街道巡り23年の集大成 「探訪の会」報告集16冊に

松本市とその周辺の街道巡りを23年にわたって続けてきた「街道探訪の会」(村田正幸会長)がこのほど、昨年と今年の野麦街道探訪の内容をまとめた報告集を完成させた。街道巡りはメンバーの高齢化により活動に区切りを付ける。4日、中央1のMウイングで開かれた今年の総会では、過去に制作された善光寺街道と千国街道、中山道の報告集も並べ、これまでの活動を振り返った。
野麦街道の報告集はA4判の259ページ。松本市中心街の伊勢町から岐阜県境の野麦峠まで、9回に分けて巡り歩いた記録を、各回で配られた事前資料や当日の参加者のやり取りを記した文章などでつづっている。会員に配り、市文書館にも寄贈する。
街道探訪は、村田会長が安原地区公民館に主事として勤務していた平成13(2001)年に始まった。当初は公民館事業として地区内を通る善光寺街道を巡り、17年からは4年かけて松本と新潟県の糸魚川市を結ぶ千国街道(通称・塩の道)にも足を延ばした。
村田会長は21年に公民館を退職したが、その後も有志が集まって街道巡りを続け、中山道や野麦街道の旧跡を訪ね歩いてきた。
一方、会員の高齢化により峠越えや長距離の歩行が伴う街道巡りは今年で終え、来年からは松本市街地の旧町名碑巡りなどで活動を続ける。

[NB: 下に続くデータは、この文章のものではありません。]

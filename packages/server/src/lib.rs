#![cfg_attr(feature = "fail-on-warnings", deny(warnings))]
#![warn(clippy::all, clippy::pedantic, clippy::nursery, clippy::cargo)]
#![allow(clippy::multiple_crate_versions, clippy::cargo_common_metadata)]

//! Actix-Web API server for the crime correlation engine.
//!
//! Serves the contingency table, association test, correlation matrix,
//! centroids, and summaries of the currently published snapshot as JSON.
//! The snapshot is built once at startup from the read-only `DuckDB` event
//! database and rebuilt on `POST /api/reload`.

mod handlers;
pub mod interactive;

use std::path::PathBuf;
use std::sync::Arc;

use actix_cors::Cors;
use actix_web::{App, HttpServer, middleware, web};
use crime_corr_analytics::AnalyticsError;
use crime_corr_analytics::snapshot::{Published, SnapshotStore};
use crime_corr_source::EventSource;
use crime_corr_source::duckdb_source::DuckDbEventSource;

/// Default bind address.
pub const DEFAULT_BIND_ADDR: &str = "127.0.0.1";

/// Default port.
pub const DEFAULT_PORT: u16 = 8080;

/// Shared application state.
pub struct AppState {
    /// Where events are read from.
    pub source: Arc<dyn EventSource>,
    /// The currently published snapshot.
    pub store: SnapshotStore,
}

impl AppState {
    /// Creates state with no snapshot published yet.
    #[must_use]
    pub fn new(source: Arc<dyn EventSource>) -> Self {
        Self {
            source,
            store: SnapshotStore::new(),
        }
    }

    /// Rebuilds the snapshot from the source and publishes it.
    ///
    /// # Errors
    ///
    /// Returns [`AnalyticsError`] if the build fails; the previous snapshot
    /// stays in effect.
    pub fn reload(&self) -> Result<Published, AnalyticsError> {
        self.store.reload(self.source.as_ref())
    }
}

/// Server settings read from the environment.
#[derive(Debug, Clone, PartialEq, Eq)]
pub struct ServerConfig {
    /// Event database file (`CRIME_DB_PATH`).
    pub db_path: PathBuf,
    /// Bind address (`BIND_ADDR`).
    pub bind_addr: String,
    /// Port (`PORT`).
    pub port: u16,
}

impl Default for ServerConfig {
    fn default() -> Self {
        Self {
            db_path: crime_corr_source::paths::default_db_path(),
            bind_addr: DEFAULT_BIND_ADDR.to_string(),
            port: DEFAULT_PORT,
        }
    }
}

impl ServerConfig {
    /// Reads `CRIME_DB_PATH`, `BIND_ADDR`, and `PORT`, falling back to the
    /// defaults for anything unset or unparsable.
    #[must_use]
    pub fn from_env() -> Self {
        Self::from_lookup(|key| std::env::var(key).ok())
    }

    fn from_lookup(lookup: impl Fn(&str) -> Option<String>) -> Self {
        let defaults = Self::default();
        Self {
            db_path: lookup("CRIME_DB_PATH").map_or(defaults.db_path, PathBuf::from),
            bind_addr: lookup("BIND_ADDR").unwrap_or(defaults.bind_addr),
            port: lookup("PORT")
                .and_then(|p| p.parse().ok())
                .unwrap_or(defaults.port),
        }
    }
}

/// Registers the `/api` routes.
pub fn configure(cfg: &mut web::ServiceConfig) {
    cfg.service(
        web::scope("/api")
            .route("/health", web::get().to(handlers::health))
            .route("/dataset", web::get().to(handlers::dataset))
            .route("/contingency", web::get().to(handlers::contingency))
            .route("/association", web::get().to(handlers::association))
            .route("/correlation", web::get().to(handlers::correlation))
            .route("/fingerprints", web::get().to(handlers::fingerprints))
            .route("/centroids", web::get().to(handlers::centroids))
            .route("/centroids/{city}", web::get().to(handlers::centroid))
            .route("/links", web::get().to(handlers::links))
            .route("/cities/{city}/summary", web::get().to(handlers::city_summary))
            .route(
                "/offenses/{offense}/summary",
                web::get().to(handlers::offense_summary),
            )
            .route("/events", web::get().to(handlers::events))
            .route("/diagnostics", web::get().to(handlers::diagnostics))
            .route("/reload", web::post().to(handlers::reload)),
    );
}

/// Starts the API server with settings from the environment.
///
/// This is a regular async function; the caller provides the runtime
/// (e.g. via `#[actix_web::main]`).
///
/// # Errors
///
/// Returns an `std::io::Result` error if the event database cannot be
/// opened or the HTTP server fails to bind.
#[allow(clippy::future_not_send)]
pub async fn run_server() -> std::io::Result<()> {
    run_with_config(ServerConfig::from_env()).await
}

/// Starts the API server with explicit settings.
///
/// A failed initial build is logged and the server starts anyway; data
/// endpoints answer `503` until a reload succeeds.
///
/// # Errors
///
/// Returns an `std::io::Result` error if the event database cannot be
/// opened or the HTTP server fails to bind.
#[allow(clippy::future_not_send)]
pub async fn run_with_config(config: ServerConfig) -> std::io::Result<()> {
    log::info!("Opening event database {}...", config.db_path.display());
    let source = DuckDbEventSource::open_read_only(&config.db_path).map_err(std::io::Error::other)?;

    let state = web::Data::new(AppState::new(Arc::new(source)));

    if state.reload().is_err() {
        log::warn!("Starting without a snapshot; data endpoints return 503 until a reload succeeds");
    }

    let ServerConfig {
        bind_addr, port, ..
    } = config;

    log::info!("Starting server on {bind_addr}:{port}");

    HttpServer::new(move || {
        let cors = Cors::permissive();

        App::new()
            .wrap(cors)
            .wrap(middleware::Logger::default())
            .app_data(state.clone())
            .configure(configure)
    })
    .bind((bind_addr, port))?
    .run()
    .await
}

#[cfg(test)]
mod tests {
    use std::collections::HashMap;

    use super::*;

    #[test]
    fn config_reads_overrides() {
        let env: HashMap<&str, &str> = HashMap::from([
            ("CRIME_DB_PATH", "/tmp/events.duckdb"),
            ("BIND_ADDR", "0.0.0.0"),
            ("PORT", "9000"),
        ]);
        let config = ServerConfig::from_lookup(|k| env.get(k).map(|v| (*v).to_string()));
        assert_eq!(config.db_path, PathBuf::from("/tmp/events.duckdb"));
        assert_eq!(config.bind_addr, "0.0.0.0");
        assert_eq!(config.port, 9000);
    }

    #[test]
    fn config_falls_back_on_bad_port() {
        let config =
            ServerConfig::from_lookup(|k| (k == "PORT").then(|| "not-a-port".to_string()));
        assert_eq!(config.port, DEFAULT_PORT);
        assert_eq!(config.bind_addr, DEFAULT_BIND_ADDR);
        assert_eq!(config.db_path, crime_corr_source::paths::default_db_path());
    }
}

総会には会員11人が出席し、これまでに制作された16冊の報告集を机の上に並べて眺め、23年間の活動を振り返った。平成17年の千国街道探訪から参加している市内の80代女性は「歴史に興味があり、毎回楽しみにしている。元気でいる限り続けたい」と話した。村田会長は「地元の人でも歴史を知る人が少なくなる中、街道の現在の様子を記録に残せてよかった」と振り返った。